The other form of image of change management is that with the coach as the change manager. Organizations believe that with the coach implementing the change, the organization’s capabilities can be shaped in a specific way. For instance, coach of a football team as the change manager can change his team’s capability to make it successful in a competition. Instead of dictating the style of play and the steps to be followed, coaches rely on improving the values and skills amongst the team members in order to achieve the desired change in the team (Palmer et al., 2009).
There are several outcomes associated with images of managing change. They include controlling, shaping, intended changes, partially intended changes and unintended changes. In the case of the two images I have selected, directors as change managers are affected by two change outcomes – controlling activities and intended changes while coaches are affected by shaping capabilities and intended changes.
In comparing and contrasting the roles that these images bring in the change process, we will evaluate the director and the coach as the image change managers. First, in the case of the director, change is based on the image of management as controlling and in the change outcomes becoming achievable.
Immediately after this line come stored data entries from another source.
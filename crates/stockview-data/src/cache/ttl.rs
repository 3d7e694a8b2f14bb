//! TTL 캐시.
//!
//! 키-값 저장소 위에서 항목별 수집 시각을 기록하고 만료 정책을 적용합니다.
//!
//! # 동작 방식
//!
//! 1. 데이터 요청 시 캐시 항목 확인
//! 2. 항목이 신선하면 fetcher 호출 없이 즉시 반환
//! 3. 없거나 오래된 경우 fetcher 호출 후 결과를 저장
//! 4. fetcher 실패 시 오래된 항목이라도 있으면 그것을 반환 (stale 제공)
//!
//! stale 제공 정책이 이 캐시의 핵심 설계 결정입니다. 업스트림에 접근할 수
//! 없을 때 신선도보다 가용성을 우선합니다.

use crate::cache::key::CacheKey;
use crate::error::Result;
use crate::storage::{get_json, set_json, KvStore};
use chrono::Utc;
use serde::{de::DeserializeOwned, Deserialize, Serialize};
use std::future::Future;
use std::sync::Arc;
use tracing::{debug, warn};

/// 수집 시각이 붙은 캐시 항목.
///
/// 영속화되는 JSON 필드명은 로컬 저장소의 기존 형식을 따릅니다.
/// `fetched_at_epoch_millis`는 값을 업스트림에서 받아온 실제 시각이며,
/// 항목은 갱신 시 통째로 교체될 뿐 부분 수정되지 않습니다.
#[derive(Debug, Clone, PartialEq, Serialize, Deserialize)]
#[serde(rename_all = "camelCase")]
pub struct CacheEntry<T> {
    /// 캐시된 값
    pub value: T,
    /// 수집 시각 (epoch 밀리초)
    pub fetched_at_epoch_millis: i64,
}

impl<T> CacheEntry<T> {
    /// 항목이 아직 신선한지 확인합니다.
    ///
    /// 경계값은 만료로 처리합니다 (`now - fetched_at == ttl`이면 stale).
    pub fn is_fresh(&self, now_millis: i64, ttl_millis: i64) -> bool {
        now_millis - self.fetched_at_epoch_millis < ttl_millis
    }
}

/// 키-값 저장소 위의 TTL 캐시.
pub struct TtlCache {
    store: Arc<dyn KvStore>,
    ttl_millis: i64,
}

impl TtlCache {
    /// 새 TTL 캐시를 생성합니다.
    pub fn new(store: Arc<dyn KvStore>, ttl_millis: i64) -> Self {
        Self { store, ttl_millis }
    }

    /// 설정된 TTL (밀리초).
    pub fn ttl_millis(&self) -> i64 {
        self.ttl_millis
    }

    /// 캐시 항목을 읽습니다.
    ///
    /// 항목이 없거나 형태가 손상된 경우, 그리고 저장소 읽기가 실패한
    /// 경우 모두 미스(`None`)로 처리합니다.
    pub async fn read<T: DeserializeOwned>(&self, key: &CacheKey) -> Option<CacheEntry<T>> {
        let storage_key = key.storage_key();
        match get_json::<CacheEntry<T>>(self.store.as_ref(), &storage_key).await {
            Ok(entry) => entry,
            Err(err) => {
                // 저장소 읽기 실패는 미스로 강등하고 새로 가져오게 함
                warn!(key = %storage_key, error = %err, "Cache read failed, treating as miss");
                None
            }
        }
    }

    /// 지정된 시각으로 캐시 항목을 기록합니다.
    pub async fn write_at<T: Serialize>(
        &self,
        key: &CacheKey,
        value: &T,
        now_millis: i64,
    ) -> Result<()> {
        let entry = CacheEntry {
            value,
            fetched_at_epoch_millis: now_millis,
        };
        set_json(self.store.as_ref(), &key.storage_key(), &entry).await
    }

    /// 현재 시각으로 캐시 항목을 기록합니다.
    pub async fn write<T: Serialize>(&self, key: &CacheKey, value: &T) -> Result<()> {
        self.write_at(key, value, Utc::now().timestamp_millis()).await
    }

    /// 캐시 항목을 삭제합니다.
    pub async fn invalidate(&self, key: &CacheKey) -> Result<()> {
        self.store.remove(&key.storage_key()).await
    }

    /// 캐시 우선으로 값을 가져옵니다 (현재 시각 기준).
    ///
    /// 신선한 항목이 있으면 fetcher를 호출하지 않습니다. 없거나 오래된
    /// 경우 fetcher를 호출하여 성공하면 저장 후 반환하고, 실패하면 오래된
    /// 항목이라도 있으면 그것을 반환합니다. 항목이 전혀 없으면 fetcher의
    /// 오류를 그대로 전파합니다.
    pub async fn get_or_fetch<T, F, Fut>(&self, key: &CacheKey, fetcher: F) -> Result<T>
    where
        T: Serialize + DeserializeOwned,
        F: FnOnce() -> Fut,
        Fut: Future<Output = Result<T>>,
    {
        self.get_or_fetch_at(key, Utc::now().timestamp_millis(), fetcher)
            .await
    }

    /// 캐시 우선으로 값을 가져옵니다 (명시적 시각 기준).
    pub async fn get_or_fetch_at<T, F, Fut>(
        &self,
        key: &CacheKey,
        now_millis: i64,
        fetcher: F,
    ) -> Result<T>
    where
        T: Serialize + DeserializeOwned,
        F: FnOnce() -> Fut,
        Fut: Future<Output = Result<T>>,
    {
        match self.read::<T>(key).await {
            Some(entry) if entry.is_fresh(now_millis, self.ttl_millis) => {
                debug!(key = %key, "Cache hit");
                Ok(entry.value)
            }
            cached => match fetcher().await {
                Ok(fresh) => {
                    // 저장 실패가 새로 가져온 값을 버릴 이유는 아님
                    if let Err(err) = self.write_at(key, &fresh, now_millis).await {
                        warn!(key = %key, error = %err, "Cache write failed, returning fetched value");
                    }
                    debug!(key = %key, "Cache refreshed");
                    Ok(fresh)
                }
                Err(err) => match cached {
                    Some(stale) => {
                        warn!(key = %key, error = %err, "Fetch failed, serving stale entry");
                        Ok(stale.value)
                    }
                    None => Err(err),
                },
            },
        }
    }
}

#[cfg(test)]
mod tests {
    use super::*;
    use crate::error::DataError;
    use crate::storage::MemoryKvStore;
    use std::sync::atomic::{AtomicU32, Ordering};

    const HOUR_MILLIS: i64 = 60 * 60 * 1000;
    const TTL_24H: i64 = 24 * HOUR_MILLIS;

    fn cache() -> TtlCache {
        TtlCache::new(Arc::new(MemoryKvStore::new()), TTL_24H)
    }

    fn series_key() -> CacheKey {
        CacheKey::time_series("AAPL", stockview_core::Resolution::Daily)
    }

    #[test]
    fn test_freshness_strict_boundary() {
        let entry = CacheEntry {
            value: 1u32,
            fetched_at_epoch_millis: 1_000,
        };

        assert!(entry.is_fresh(1_000 + TTL_24H - 1, TTL_24H));
        // 경계값은 만료
        assert!(!entry.is_fresh(1_000 + TTL_24H, TTL_24H));
        assert!(!entry.is_fresh(1_000 + TTL_24H + 1, TTL_24H));
    }

    #[tokio::test]
    async fn test_write_read_roundtrip() {
        let cache = cache();
        let key = series_key();

        cache.write_at(&key, &vec![1u32, 2, 3], 42).await.unwrap();
        let entry: CacheEntry<Vec<u32>> = cache.read(&key).await.unwrap();

        assert_eq!(entry.value, vec![1, 2, 3]);
        assert_eq!(entry.fetched_at_epoch_millis, 42);
    }

    #[tokio::test]
    async fn test_fresh_hit_skips_fetcher() {
        let cache = cache();
        let key = series_key();
        let calls = AtomicU32::new(0);

        cache.write_at(&key, &"cached".to_string(), 0).await.unwrap();

        let value: String = cache
            .get_or_fetch_at(&key, 23 * HOUR_MILLIS, || {
                calls.fetch_add(1, Ordering::SeqCst);
                async { Ok("fresh".to_string()) }
            })
            .await
            .unwrap();

        assert_eq!(value, "cached");
        assert_eq!(calls.load(Ordering::SeqCst), 0);
    }

    #[tokio::test]
    async fn test_expired_entry_refreshes_once() {
        let cache = cache();
        let key = series_key();
        let calls = AtomicU32::new(0);

        cache.write_at(&key, &"old".to_string(), 0).await.unwrap();

        let value: String = cache
            .get_or_fetch_at(&key, 25 * HOUR_MILLIS, || {
                calls.fetch_add(1, Ordering::SeqCst);
                async { Ok("new".to_string()) }
            })
            .await
            .unwrap();

        assert_eq!(value, "new");
        assert_eq!(calls.load(Ordering::SeqCst), 1);

        // 갱신된 항목은 새 수집 시각을 가짐
        let entry: CacheEntry<String> = cache.read(&key).await.unwrap();
        assert_eq!(entry.fetched_at_epoch_millis, 25 * HOUR_MILLIS);
    }

    #[tokio::test]
    async fn test_serve_stale_on_fetch_failure() {
        let cache = cache();
        let key = series_key();

        cache.write_at(&key, &"stale".to_string(), 0).await.unwrap();

        let value: String = cache
            .get_or_fetch_at(&key, 25 * HOUR_MILLIS, || async {
                Err(DataError::FetchFailed("upstream down".to_string()))
            })
            .await
            .unwrap();

        assert_eq!(value, "stale");
    }

    #[tokio::test]
    async fn test_propagate_failure_without_prior_entry() {
        let cache = cache();
        let key = CacheKey::GainersLosers;

        let result: Result<String> = cache
            .get_or_fetch_at(&key, 0, || async {
                Err(DataError::FetchFailed("upstream down".to_string()))
            })
            .await;

        assert!(matches!(result, Err(DataError::FetchFailed(_))));
    }

    #[tokio::test]
    async fn test_malformed_entry_is_miss() {
        let store = Arc::new(MemoryKvStore::new());
        let cache = TtlCache::new(store.clone(), TTL_24H);
        let key = series_key();

        store
            .set_raw(&key.storage_key(), "{\"value\": 1}".to_string())
            .await
            .unwrap();

        // fetchedAtEpochMillis가 없는 항목은 미스로 처리되어 fetcher가 호출됨
        let value: u32 = cache
            .get_or_fetch_at(&key, 0, || async { Ok(7u32) })
            .await
            .unwrap();
        assert_eq!(value, 7);
    }
}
On the other hand, for coaches it relies on the correct skills and training presumed to be the best for achieving a specific desired outcome. Second, for directors change is supported by two elements – the contingency theory and the n step models. On the other hand, for coaches it is related to the OD approach.
The different images are similar in the fact that they all highlight different assumptions made by the change managers, elaborate on different perspectives available to the change managers and they also draw attention to the existing images of change in organization.